New Vaccine Targets 6 Viruses that May Cause Type 1 Diabetes
Enteroviruses that are strongly implicated in the development of T1D are target of a new vaccine developed by Finnish and Swedish researchers
A new vaccine developed by Finnish and Swedish researchers that targets six strains of enterovirus and could have a profound impact on the rates of type 1 diabetes.
The viruses in question all belong to the Coxsackie B (CVB) subgroup. Infection by these common viruses is theorized to be one of the leading factors in the development of type 1 diabetes in predisposed people.
Researchers hope that inoculation with the vaccine might remove this pathway to T1D development and significantly lower the rates of this increasingly common condition.
The Role of Viruses in T1D Development
The cause of type 1 diabetes is not well understood.
We know that there is a genetic component, as the condition tends to run in families. But we also know from studying family trees and identical twins, that the development of this disease is affected by environmental conditions as well.
One of the leading theories behind the development of type 1 is that infection with specific viruses may cause a person’s immune system to attack it’s own beta cells.
Not only have certain viruses been found in the pancreatic tissue of deceased diabetics, but viruses collected from the blood of newly diagnosed patients have shown the propensity to induce human islet cell destruction in vitro.
Despite numerous studies backing this virus theory, scientists still do not have a complete understanding of how viral infections may trigger this type of autoimmune reaction.
It’s possible that viruses that enter the pancreas may cause damage to the beta cells which in turn causes the immune system to attack these cells. Or, it may be possible that certain viral infections create the right conditions needed for hereditary autoimmune dysfunction to begin.

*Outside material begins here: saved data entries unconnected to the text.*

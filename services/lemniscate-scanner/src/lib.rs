//! Lemniscate Scanner Library
//!
//! Scores a universe of equities with a composite of classic technical
//! indicators, keeps every scan as an append-only history and freezes the
//! first scan of each ISO week into a leaderboard snapshot whose prices can
//! later be refreshed.
//!
//! # Architecture
//!
//! ```text
//! ┌─────────────────────────────────────────────────────────────────────┐
//! │                 lemniscate-scanner (Rust Service)                   │
//! │                               :4460                                 │
//! ├─────────────────────────────────────────────────────────────────────┤
//! │  ┌─────────────┐   ┌─────────────────┐   ┌────────────────────┐     │
//! │  │ BarProvider │──▶│ UniverseScanner │──▶│ ResultStore        │     │
//! │  │ (chart API) │   │ + scoring       │   │ + SnapshotSealer   │     │
//! │  └─────────────┘   └─────────────────┘   └────────────────────┘     │
//! └─────────────────────────────────────────────────────────────────────┘
//! ```
//!
//! # Key Concepts
//!
//! ## Composite score
//! - Nine additive rules: close over EMA20 (more if EMA20 is over EMA50),
//!   RSI band, MACD over its signal, stochastic %K below 20, close over
//!   SMA20, smoothed true range above zero, rising OBV, a volume surge and
//!   close over the Fibonacci retracement level
//! - Fewer than 50 bars scores neutral; malformed data scores zero
//!
//! ## Weekly snapshot
//! - The first committed scan of an ISO week seals that week's leaders
//! - Entry prices are frozen; current prices move only on refresh

#![warn(clippy::all)]
#![allow(clippy::pedantic)]

pub mod data;
pub mod indicators;
pub mod routes;
pub mod scoring;
pub mod screener;
pub mod service;
pub mod storage;

use anyhow::Result;
use axum::{
    http::StatusCode,
    routing::{get, post},
    Router,
};
use std::net::SocketAddr;
use std::sync::Arc;
use std::time::Duration;
use tower_http::cors::CorsLayer;
use tower_http::timeout::TimeoutLayer;

use lemniscate_common::config::Config;

use crate::data::YahooChartAdapter;
use crate::service::ScanService;

/// Floor for the request timeout.
const MIN_REQUEST_TIMEOUT: Duration = Duration::from_secs(120);
/// Slack on top of the rate budget for scoring and the commit.
const REQUEST_TIMEOUT_SLACK_SECS: u64 = 30;

/// Request timeout sized for a full scan.
///
/// A scan cannot finish faster than the rate limiter lets the universe
/// through, plus one fetch timeout for the last ticker in flight.
pub fn request_timeout(config: &Config) -> Duration {
    let scanner = &config.scanner;
    let per_minute = u64::from(scanner.requests_per_minute.max(1));
    let tickers = scanner.universe.len() as u64;
    let rate_budget_secs = (tickers * 60).div_ceil(per_minute);

    let sized = Duration::from_secs(
        rate_budget_secs + scanner.fetch_timeout_secs + REQUEST_TIMEOUT_SLACK_SECS,
    );
    sized.max(MIN_REQUEST_TIMEOUT)
}

/// Scanner service state
pub struct ScannerState {
    /// Configuration
    pub config: Config,
    /// Scan, query and snapshot operations
    pub service: ScanService,
}

/// Main scanner service
pub struct ScannerServer {
    state: Arc<ScannerState>,
}

impl ScannerServer {
    pub fn new(state: ScannerState) -> Self {
        Self {
            state: Arc::new(state),
        }
    }

    /// Wire the chart API provider and open the result store.
    pub fn from_config(config: Config) -> Result<Self> {
        let provider = Arc::new(YahooChartAdapter::from_config(&config.provider));
        let service = ScanService::from_config(&config, provider)?;
        Ok(Self::new(ScannerState { config, service }))
    }

    /// HTTP routes over shared state.
    pub fn router(state: Arc<ScannerState>) -> Router {
        Router::new()
            .route("/health", get(routes::health))
            .route("/api/v1/scans", post(routes::trigger_scan))
            .route("/api/v1/scores/top", get(routes::get_top))
            .route("/api/v1/scores/:ticker", get(routes::get_latest))
            .route("/api/v1/scores/:ticker/history", get(routes::get_history))
            .route("/api/v1/scores/:ticker/chart", get(routes::get_chart))
            .route("/api/v1/snapshots", get(routes::list_weeks))
            .route("/api/v1/snapshots/:week", get(routes::get_week_snapshot))
            .route("/api/v1/snapshots/:week/refresh", post(routes::refresh_week))
            .route("/api/v1/stats", get(routes::get_stats))
            .with_state(state)
    }

    /// Serve until Ctrl-C.
    pub async fn start(self) -> Result<()> {
        let server = &self.state.config.server;
        let addr: SocketAddr = format!("{}:{}", server.host, server.port).parse()?;

        match self.state.service.stats().await {
            Ok(stats) => tracing::info!(%stats, "Result store ready"),
            Err(e) => tracing::warn!(error = %e, "Result store stats unavailable"),
        }

        let timeout = request_timeout(&self.state.config);
        let app = Self::router(self.state.clone())
            .layer(TimeoutLayer::with_status_code(
                StatusCode::REQUEST_TIMEOUT,
                timeout,
            ))
            .layer(CorsLayer::permissive());

        tracing::info!(
            address = %addr,
            universe = self.state.service.scanner().universe().len(),
            request_timeout_secs = timeout.as_secs(),
            "Starting HTTP server"
        );

        let listener = tokio::net::TcpListener::bind(addr).await?;
        axum::serve(listener, app)
            .with_graceful_shutdown(shutdown_signal())
            .await?;

        tracing::info!("Scanner stopped");
        Ok(())
    }
}

async fn shutdown_signal() {
    if let Err(e) = tokio::signal::ctrl_c().await {
        tracing::error!(error = %e, "Failed to listen for shutdown signal");
        std::future::pending::<()>().await;
    }
    tracing::info!("Shutdown signal received");
}

#[cfg(test)]
mod tests {
    use super::*;

    #[test]
    fn test_request_timeout_floor() {
        let config = Config::default();
        assert_eq!(request_timeout(&config), MIN_REQUEST_TIMEOUT);
    }

    #[test]
    fn test_request_timeout_grows_with_universe() {
        let mut config = Config::default();
        config.scanner.universe = (0..600).map(|i| format!("T{}", i)).collect();
        config.scanner.requests_per_minute = 60;
        config.scanner.fetch_timeout_secs = 15;

        // 600 tickers at 60/min is ten minutes before the last fetch starts
        assert_eq!(request_timeout(&config), Duration::from_secs(600 + 15 + 30));

        config.scanner.requests_per_minute = 600;
        assert_eq!(request_timeout(&config), Duration::from_secs(60 + 15 + 30));
    }
}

There is also significant evidence that the timing of these types of viral infections may play a role in how the immune system reacts. In fact, some studies have shown that the same virus can expedite the development of type 1 diabetes when the infection occurs during certain time periods while preventing the disease from developing when it occurs during other periods of life.
Enteroviruses, specifically CVB, are the type of viruses most commonly associated with the development of diabetes. Siblings who develop the condition have a much higher rate of enterovirus infection than those that do not, while pregnant mothers with elevated enterovirus antibodies are more likely to have a child that develops type 1.
In some populations, the diagnosis rates of T1D even mirror the seasonal trends of enterovirus infection.
However, CVB isn’t the only viral type to be associated with type 1 diabetes. Rotavirus, mumps, cytomegalovirus, and rubella have also been linked to the development of the condition.
Potential Effects of a CVB Vaccine
Interestingly enough, one of the best ways to learn more about how viruses like CVB affect the development of T1D is by developing a vaccine against them.
Recently, a study comparing populations vaccinated for rotavirus against those not vaccinated found that the rates of type 1 were actually about the same between the two groups. (You can read more about his study here.)
This study appears to point to the conclusion that rotavirus may not be as central to the development of type 1 as we once thought.
Whether this same thing is true of all viruses remains to be seen. And studies of vaccines like the one in development for CVB will help shed light on this issue.
Currently, the Swedish and Finnish researchers have completed animal studies using the vaccine and are now working with American researchers to begin human trials to test the vaccine’s safety.
If the vaccine proves to be safe and effective in preventing CVB enterovirus infection, the next step will be to begin human trials with children with genetic risk factors for developing T1D.
The hope is that these trials will reveal that inoculated children develop diabetes at a much lower rate than the general population.
While unlikely, it is also possible that those who receive the vaccine will develop T1D at a higher rate. Or, potentially, at varying rates depending on when the vaccine was given. It is even possible that there may be no notable difference at all.
While the outcome of this upcoming study is uncertain, one thing we do know for sure is that the results, whatever they are, will shed much light on the role of viruses in the development of type 1 diabetes.